Michel recevait dans son échoppe bardée d'encens et de posters de bouddhas tout le gratin négationniste, révisionniste, nationaliste, frontiste, néo-proto-para-nazi de la région lyonnaise. On y causait invasions indo-aryenne, mysticisme nazi, on évoquait les pharaons, tout en vomissant les symboles francs-maçons. On déplorait la politique infiniment molle et timorée de Jean-Marie Le Pen. Je fis part de mon effroi à mes gauchistes d'employeurs. Tel un infiltré, je révélais cet ignoble commerce au professeur, cheveux blancs, barbichette, je m'attendais après ce coup de théâtre à le voir sortir son tromblon du coffre, franchir la rue pour cribler de plombs et d'étoupe la vitrine de Michel et ses cartes postales de petits chatons. Le professeur, le regard opaque, vide, toussota, et me répondit simplement qu'il était bien souvent en désaccord avec Michel. Il fronça les sourcils. Avec la plus grande fermeté. Il dévia le regard, trouva de vieux Freud à ranger. Que voulez-vous, le silence plaidant à sa place, c'est la boutique d'en face, que voulez-vous, entre libraires.

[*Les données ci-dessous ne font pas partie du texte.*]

/// Confirmation asked before emptying the cart.
pub const CLEAR_PROMPT: &str = "Are you sure you want to empty the cart?";

/// A transient notice on screen.
#[derive(Debug, Clone, PartialEq, Eq)]
pub struct Toast {
    pub level: NoticeLevel,
    pub title: String,
    pub shown_at: DateTime<Utc>,
    pub duration: Duration,
}

impl Toast {
    #[must_use]
    pub fn new(notice: &Notice, shown_at: DateTime<Utc>, duration: Duration) -> Self {
        Self {
            level: notice.level,
            title: notice.title.clone(),
            shown_at,
            duration,
        }
    }

    /// When the toast dismisses itself.
    #[must_use]
    pub fn expires_at(&self) -> DateTime<Utc> {
        TimeDelta::from_std(self.duration)
            .ok()
            .and_then(|d| self.shown_at.checked_add_signed(d))
            .unwrap_or(DateTime::<Utc>::MAX_UTC)
    }

    #[must_use]
    pub fn is_visible_at(&self, now: DateTime<Utc>) -> bool {
        now >= self.shown_at && now < self.expires_at()
    }
}

/// A row control, as carried by the `data-action` attribute.
#[derive(Debug, Clone, Copy, PartialEq, Eq)]
pub enum RowAction {
    Increase,
    Decrease,
    Remove,
}

/// Unknown `data-action` value.
#[derive(Debug, Clone, PartialEq, Eq, Error)]
#[error("unknown row action: {0}")]
pub struct UnknownRowAction(pub String);

impl FromStr for RowAction {
    type Err = UnknownRowAction;

    fn from_str(s: &str) -> Result<Self, Self::Err> {
        match s.trim() {
            "increase" => Ok(Self::Increase),
            "decrease" => Ok(Self::Decrease),
            "remove" => Ok(Self::Remove),
            other => Err(UnknownRowAction(other.to_string())),
        }
    }
}

impl From<RowAction> for CartDelta {
    fn from(action: RowAction) -> Self {
        match action {
            RowAction::Increase => Self::Increase,
            RowAction::Decrease => Self::Decrease,
            RowAction::Remove => Self::Remove,
        }
    }
}

/// Paints reconciler events onto a [`CartSurface`].
///
/// Every render replaces the whole row list and updates every badge, failure
/// renders included. A failure before the first successful fetch only shows
/// a toast: an unknown cart is never painted as empty.
pub struct CartRenderer<S> {
    reconciler: CartReconciler,
    surface: S,
    toast_duration: Duration,
    currency: CurrencyCode,
}
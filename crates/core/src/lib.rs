//! Cartwright Core - Shared types library.
//!
//! This crate provides the types shared by all Cartwright components:
//! - `storefront` - Cart reconciliation subsystem for the storefront pages
//! - `cli` - Terminal driver for the cart subsystem
//!
//! # Architecture
//!
//! The core crate contains only types and pure functions - no I/O, no HTTP
//! clients, no async. This keeps it lightweight and allows it to be used anywhere.
//!
//! # Modules
//!
//! - [`types`] - Newtype IDs, prices, cart snapshots and the admin product contract
//!
//! [`ProductDraft`] and its companions are the admin console's product payload.
//! They are shared for serialization only; the storefront cart never reads them.

#![cfg_attr(not(test), forbid(unsafe_code))]

pub mod types;

pub use types::*;
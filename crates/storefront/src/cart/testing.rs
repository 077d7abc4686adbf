//! In-memory cart service for unit tests.

use std::collections::HashMap;
use std::sync::atomic::{AtomicBool, Ordering};
use std::sync::{Arc, Mutex, MutexGuard, PoisonError};

use async_trait::async_trait;
use cartwright_core::{CartLine, CartSnapshot, ProductId, UserId};
use rust_decimal::Decimal;
use tokio::sync::Notify;

use super::client::CartApi;
use crate::error::{CartError, MutationKind, TransportError};

/// Unit price for products added without a catalog entry.
const DEFAULT_UNIT_PRICE: i64 = 1_000;

/// A recorded call.
#[derive(Debug, Clone, Copy, PartialEq, Eq)]
pub(crate) enum Call {
    Fetch,
    Add(ProductId, u32),
    SetQuantity(ProductId, u32),
    Remove(ProductId),
    Clear,
}

/// Fake cart service with call recording, per-product gates and failure
/// injection.
#[derive(Default)]
pub(crate) struct FakeCartApi {
    state: Mutex<FakeState>,
    gates: Mutex<HashMap<ProductId, Arc<Notify>>>,
    fail_mutations: AtomicBool,
    fail_fetch: AtomicBool,
}

#[derive(Default)]
struct FakeState {
    /// `(product, unit price, quantity)` in insertion order.
    lines: Vec<(ProductId, Decimal, u32)>,
    calls: Vec<Call>,
}

impl FakeCartApi {
    pub(crate) fn new() -> Self {
        Self::default()
    }

    pub(crate) fn with_line(self, product_id: ProductId, unit_price: i64, quantity: u32) -> Self {
        self.state()
            .lines
            .push((product_id, Decimal::from(unit_price), quantity));
        self
    }

    /// Make mutations for `product_id` wait until the returned gate is
    /// notified. The call is recorded before it waits; the gate applies to
    /// the next mutation only.
    pub(crate) fn hold(&self, product_id: ProductId) -> Arc<Notify> {
        let gate = Arc::new(Notify::new());
        self.gates().insert(product_id, Arc::clone(&gate));
        gate
    }

    pub(crate) fn set_fail_mutations(&self, fail: bool) {
        self.fail_mutations.store(fail, Ordering::SeqCst);
    }

    pub(crate) fn set_fail_fetch(&self, fail: bool) {
        self.fail_fetch.store(fail, Ordering::SeqCst);
    }

    pub(crate) fn calls(&self) -> Vec<Call> {
        self.state().calls.clone()
    }

    /// Every recorded call except fetches.
    pub(crate) fn mutation_calls(&self) -> Vec<Call> {
        self.calls()
            .into_iter()
            .filter(|c| *c != Call::Fetch)
            .collect()
    }

    /// Total price of the cart as the server sees it.
    pub(crate) fn server_total(&self) -> Decimal {
        self.state()
            .lines
            .iter()
            .map(|(_, price, quantity)| price * Decimal::from(*quantity))
            .sum()
    }

    async fn mutation(
        &self,
        call: Call,
        operation: MutationKind,
        apply: impl FnOnce(&mut Vec<(ProductId, Decimal, u32)>),
    ) -> Result<(), CartError> {
        self.state().calls.push(call);

        let gate = match call {
            Call::Add(id, _) | Call::SetQuantity(id, _) | Call::Remove(id) => {
                self.gates().remove(&id)
            }
            Call::Fetch | Call::Clear => None,
        };
        if let Some(gate) = gate {
            gate.notified().await;
        }

        if self.fail_mutations.load(Ordering::SeqCst) {
            return Err(CartError::mutation(
                operation,
                TransportError::status(500, "internal error"),
            ));
        }

        apply(&mut self.state().lines);
        Ok(())
    }

    fn state(&self) -> MutexGuard<'_, FakeState> {
        self.state.lock().unwrap_or_else(PoisonError::into_inner)
    }

    fn gates(&self) -> MutexGuard<'_, HashMap<ProductId, Arc<Notify>>> {
        self.gates.lock().unwrap_or_else(PoisonError::into_inner)
    }
}

#[async_trait]
impl CartApi for FakeCartApi {
    async fn fetch(&self, user_id: UserId) -> Result<CartSnapshot, CartError> {
        let mut state = self.state();
        state.calls.push(Call::Fetch);

        if self.fail_fetch.load(Ordering::SeqCst) {
            return Err(CartError::Fetch(TransportError::Request(
                "connection reset".to_string(),
            )));
        }

        let lines = state
            .lines
            .iter()
            .map(|(id, price, quantity)| {
                CartLine::new(*id, format!("Product {id}"), *price, *quantity, None)
                    .map_err(|e| CartError::Fetch(TransportError::Decode(e.to_string())))
            })
            .collect::<Result<Vec<_>, _>>()?;
        Ok(CartSnapshot::new(user_id, lines))
    }

    async fn add(
        &self,
        _user_id: UserId,
        product_id: ProductId,
        quantity: u32,
    ) -> Result<(), CartError> {
        self.mutation(Call::Add(product_id, quantity), MutationKind::Add, |lines| {
            if let Some(line) = lines.iter_mut().find(|l| l.0 == product_id) {
                line.2 += quantity;
            } else {
                lines.push((product_id, Decimal::from(DEFAULT_UNIT_PRICE), quantity));
            }
        })
        .await
    }

    async fn set_quantity(
        &self,
        _user_id: UserId,
        product_id: ProductId,
        quantity: u32,
    ) -> Result<(), CartError> {
        self.mutation(
            Call::SetQuantity(product_id, quantity),
            MutationKind::SetQuantity,
            |lines| {
                if quantity == 0 {
                    lines.retain(|l| l.0 != product_id);
                } else if let Some(line) = lines.iter_mut().find(|l| l.0 == product_id) {
                    line.2 = quantity;
                }
            },
        )
        .await
    }

    async fn remove(&self, _user_id: UserId, product_id: ProductId) -> Result<(), CartError> {
        self.mutation(Call::Remove(product_id), MutationKind::Remove, |lines| {
            lines.retain(|l| l.0 != product_id);
        })
        .await
    }

    async fn clear(&self, _user_id: UserId) -> Result<(), CartError> {
        self.mutation(Call::Clear, MutationKind::Clear, Vec::clear)
            .await
    }
}
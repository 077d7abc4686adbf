//! Cart error taxonomy with Sentry integration.
//!
//! Every failure of the cart service is caught at the reconciler boundary and
//! converted into a single shopper-facing notice. Nothing here is fatal: the
//! page always keeps its last known-good cart.

use std::fmt;

use thiserror::Error;

use crate::cart::LockBusyError;

/// Notice shown to the shopper for any failed cart action.
pub const ACTION_FAILED: &str = "Action failed, try again";

/// Maximum number of response body characters kept in errors and logs.
const BODY_PREVIEW_CHARS: usize = 200;

/// Transport-level failure talking to the cart service.
#[derive(Debug, Clone, PartialEq, Eq, Error)]
pub enum TransportError {
    /// Request could not be sent or the response could not be read
    /// (connection refused, timeout, reset).
    #[error("Request failed: {0}")]
    Request(String),

    /// The service answered with a non-2xx status.
    #[error("HTTP {status}: {body}")]
    Status { status: u16, body: String },

    /// The response body did not match the expected shape.
    #[error("Decode error: {0}")]
    Decode(String),
}

impl TransportError {
    /// Build a status error, keeping only a short preview of the body.
    #[must_use]
    pub fn status(status: u16, body: &str) -> Self {
        Self::Status {
            status,
            body: body.chars().take(BODY_PREVIEW_CHARS).collect(),
        }
    }
}

/// The mutating operations of the cart service.
#[derive(Debug, Clone, Copy, PartialEq, Eq, Hash)]
pub enum MutationKind {
    Add,
    SetQuantity,
    Remove,
    Clear,
}

impl MutationKind {
    #[must_use]
    pub const fn as_str(self) -> &'static str {
        match self {
            Self::Add => "add",
            Self::SetQuantity => "update",
            Self::Remove => "remove",
            Self::Clear => "clear",
        }
    }
}

impl fmt::Display for MutationKind {
    fn fmt(&self, f: &mut fmt::Formatter<'_>) -> fmt::Result {
        f.write_str(self.as_str())
    }
}

/// Errors surfaced by the cart subsystem.
#[derive(Debug, Clone, PartialEq, Eq, Error)]
pub enum CartError {
    /// The snapshot could not be retrieved; the cart is unknown, not empty.
    #[error("Cart fetch failed: {0}")]
    Fetch(#[source] TransportError),

    /// An add/update/remove/clear call failed; no snapshot change.
    #[error("Cart {operation} failed: {source}")]
    Mutation {
        operation: MutationKind,
        #[source]
        source: TransportError,
    },

    /// A mutation for the same product is still in flight.
    #[error(transparent)]
    LockBusy(#[from] LockBusyError),
}

impl CartError {
    /// Shorthand for a failed mutating call.
    #[must_use]
    pub const fn mutation(operation: MutationKind, source: TransportError) -> Self {
        Self::Mutation { operation, source }
    }

    /// Message to show the shopper, or `None` when the error stays silent.
    ///
    /// A busy lock only means an earlier click is still being processed.
    #[must_use]
    pub const fn user_message(&self) -> Option<&'static str> {
        match self {
            Self::Fetch(_) | Self::Mutation { .. } => Some(ACTION_FAILED),
            Self::LockBusy(_) => None,
        }
    }
}

/// Report a cart failure to tracing and Sentry.
///
/// Busy locks are expected during rapid clicking and are only logged at
/// debug level.
pub fn report_error(err: &CartError) {
    if err.user_message().is_none() {
        tracing::debug!(error = %err, "Cart action dropped");
        return;
    }

    let event_id = sentry::capture_error(err);
    tracing::error!(
        error = %err,
        sentry_event_id = %event_id,
        "Cart action failed"
    );
}

/// Set the Sentry user context to the cart owner.
pub fn set_sentry_user(user_id: &impl ToString) {
    sentry::configure_scope(|scope| {
        scope.set_user(Some(sentry::User {
            id: Some(user_id.to_string()),
            ..Default::default()
        }));
    });
}

/// Add a breadcrumb for a shopper's cart action.
///
/// Breadcrumbs appear in Sentry error reports to show the trail of actions
/// leading up to an error.
pub fn add_breadcrumb(category: &str, message: &str, data: Option<&[(&str, &str)]>) {
    let mut breadcrumb = sentry::Breadcrumb {
        category: Some(category.to_string()),
        message: Some(message.to_string()),
        level: sentry::Level::Info,
        ..Default::default()
    };

    if let Some(pairs) = data {
        for (key, value) in pairs {
            breadcrumb.data.insert(
                (*key).to_string(),
                serde_json::Value::String((*value).to_string()),
            );
        }
    }

    sentry::add_breadcrumb(breadcrumb);
}
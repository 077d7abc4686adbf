//! Per-product mutual exclusion for mutating cart requests.
//!
//! The cart service does not make `add` idempotent, so a second request for a
//! product must never be issued while the first is in flight. The lock is the
//! only defense against double submission from rapid repeated clicks.
//!
//! Scope is per product: mutations on different products touch disjoint lines
//! and proceed in parallel.

use std::collections::HashSet;
use std::sync::{Arc, Mutex, MutexGuard, PoisonError};

use cartwright_core::ProductId;
use thiserror::Error;

/// A mutation for the product is already in flight.
#[derive(Debug, Clone, Copy, PartialEq, Eq, Error)]
#[error("mutation already in flight for product {0}")]
pub struct LockBusyError(pub ProductId);

/// Set of product IDs with an outstanding mutating request.
///
/// Cloning shares the same set.
#[derive(Debug, Clone, Default)]
pub struct MutationLock {
    held: Arc<Mutex<HashSet<ProductId>>>,
}

impl MutationLock {
    #[must_use]
    pub fn new() -> Self {
        Self::default()
    }

    /// Mark `product_id` as held.
    ///
    /// Returns `false` without side effect if it is already held.
    pub fn try_acquire(&self, product_id: ProductId) -> bool {
        self.held().insert(product_id)
    }

    /// Release `product_id`. Releasing an unheld ID is a no-op.
    pub fn release(&self, product_id: ProductId) {
        self.held().remove(&product_id);
    }

    #[must_use]
    pub fn is_held(&self, product_id: ProductId) -> bool {
        self.held().contains(&product_id)
    }

    /// Number of products currently held.
    #[must_use]
    pub fn held_count(&self) -> usize {
        self.held().len()
    }

    /// Acquire `product_id` and return a guard that releases it on drop.
    ///
    /// # Errors
    ///
    /// Returns `LockBusyError` if the product is already held.
    pub fn acquire(&self, product_id: ProductId) -> Result<MutationGuard, LockBusyError> {
        if self.try_acquire(product_id) {
            Ok(MutationGuard {
                lock: self.clone(),
                product_id,
            })
        } else {
            Err(LockBusyError(product_id))
        }
    }

    fn held(&self) -> MutexGuard<'_, HashSet<ProductId>> {
        // The set stays consistent even if a holder panicked mid-insert.
        self.held.lock().unwrap_or_else(PoisonError::into_inner)
    }
}

/// Holds one product's lock; releases it when dropped on any exit path.
#[derive(Debug)]
#[must_use = "the product is released as soon as the guard is dropped"]
pub struct MutationGuard {
    lock: MutationLock,
    product_id: ProductId,
}

impl MutationGuard {
    #[must_use]
    pub const fn product_id(&self) -> ProductId {
        self.product_id
    }
}

impl Drop for MutationGuard {
    fn drop(&mut self) {
        self.lock.release(self.product_id);
    }
}
//! Cart commands.
//!
//! Each invocation is one page session: load the cart, apply at most one
//! action, print the reconciled cart.

use std::sync::Arc;

use cartwright_core::ProductId;
use cartwright_storefront::cart::{CartApi, CartDelta, HttpCartClient, MutationOutcome, RowAction};
use cartwright_storefront::{
    CartConfig, CartError, CartSession, SessionSettings, StaticIdentity, TransportError,
};
use thiserror::Error;

use crate::Commands;
use crate::terminal::TerminalSurface;

/// Errors that can occur while running a cart command.
#[derive(Debug, Error)]
pub enum CartCommandError {
    /// The HTTP client could not be built.
    #[error("Failed to build cart client: {0}")]
    Client(#[from] TransportError),

    #[error("No valid user ID; set CART_USER_ID or pass --user")]
    NoUser,

    /// The cart could not be loaded at all.
    #[error("Cart is unavailable")]
    Unavailable,

    #[error(transparent)]
    Cart(#[from] CartError),

    #[error("Failed to write output: {0}")]
    Io(#[from] std::io::Error),
}

/// Run a cart command against the configured cart service.
pub async fn run(
    command: Commands,
    user: Option<String>,
    config: CartConfig,
) -> Result<(), CartCommandError> {
    let api: Arc<dyn CartApi> = Arc::new(HttpCartClient::new(&config)?);
    let identity = StaticIdentity::new(user.or_else(|| config.user_id.clone()));
    let surface = TerminalSurface::new(matches!(command, Commands::Clear { yes: true }));

    let session = CartSession::init(
        &identity,
        api,
        surface,
        SessionSettings::from_config(&config),
    )
    .await
    .ok_or(CartCommandError::NoUser)?;

    if session.reconciler().snapshot().is_none() {
        return Err(CartCommandError::Unavailable);
    }

    let outcome = match command {
        Commands::Show => None,
        Commands::Add { product_id } => {
            Some(session.add_to_cart(ProductId::new(product_id)).await)
        }
        Commands::Inc { product_id } => Some(row_action(&session, product_id, RowAction::Increase).await),
        Commands::Dec { product_id } => Some(row_action(&session, product_id, RowAction::Decrease).await),
        Commands::Remove { product_id } => {
            Some(row_action(&session, product_id, RowAction::Remove).await)
        }
        Commands::Set {
            product_id,
            quantity,
        } => Some(
            session
                .reconciler()
                .mutate(ProductId::new(product_id), CartDelta::SetExplicit(quantity))
                .await,
        ),
        Commands::Clear { .. } => session.clear().await,
        Commands::Checkout => Some(session.checkout().await),
    };
    session.pump();

    session.surface().print_cart()?;

    match outcome {
        Some(MutationOutcome::Failed(err)) => Err(err.into()),
        _ => Ok(()),
    }
}

async fn row_action(
    session: &CartSession<TerminalSurface>,
    product_id: i32,
    action: RowAction,
) -> MutationOutcome {
    session
        .renderer()
        .on_row_action(ProductId::new(product_id), action)
        .await
}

Les matins se poursuivaient, nonchalants et doux, dans cette charmante rue médiévale ; on les croisaient parfois, souriant, plaisantant, les gentils libraires, les gentils nazis, un café à la main, devisant sur le temps qui passe.

La lanterne magique

Quand l'étincelle a disparu, dans cette lanterne magique qu'est la tête, le film du monde est laid. On regarde le soleil qui s'y...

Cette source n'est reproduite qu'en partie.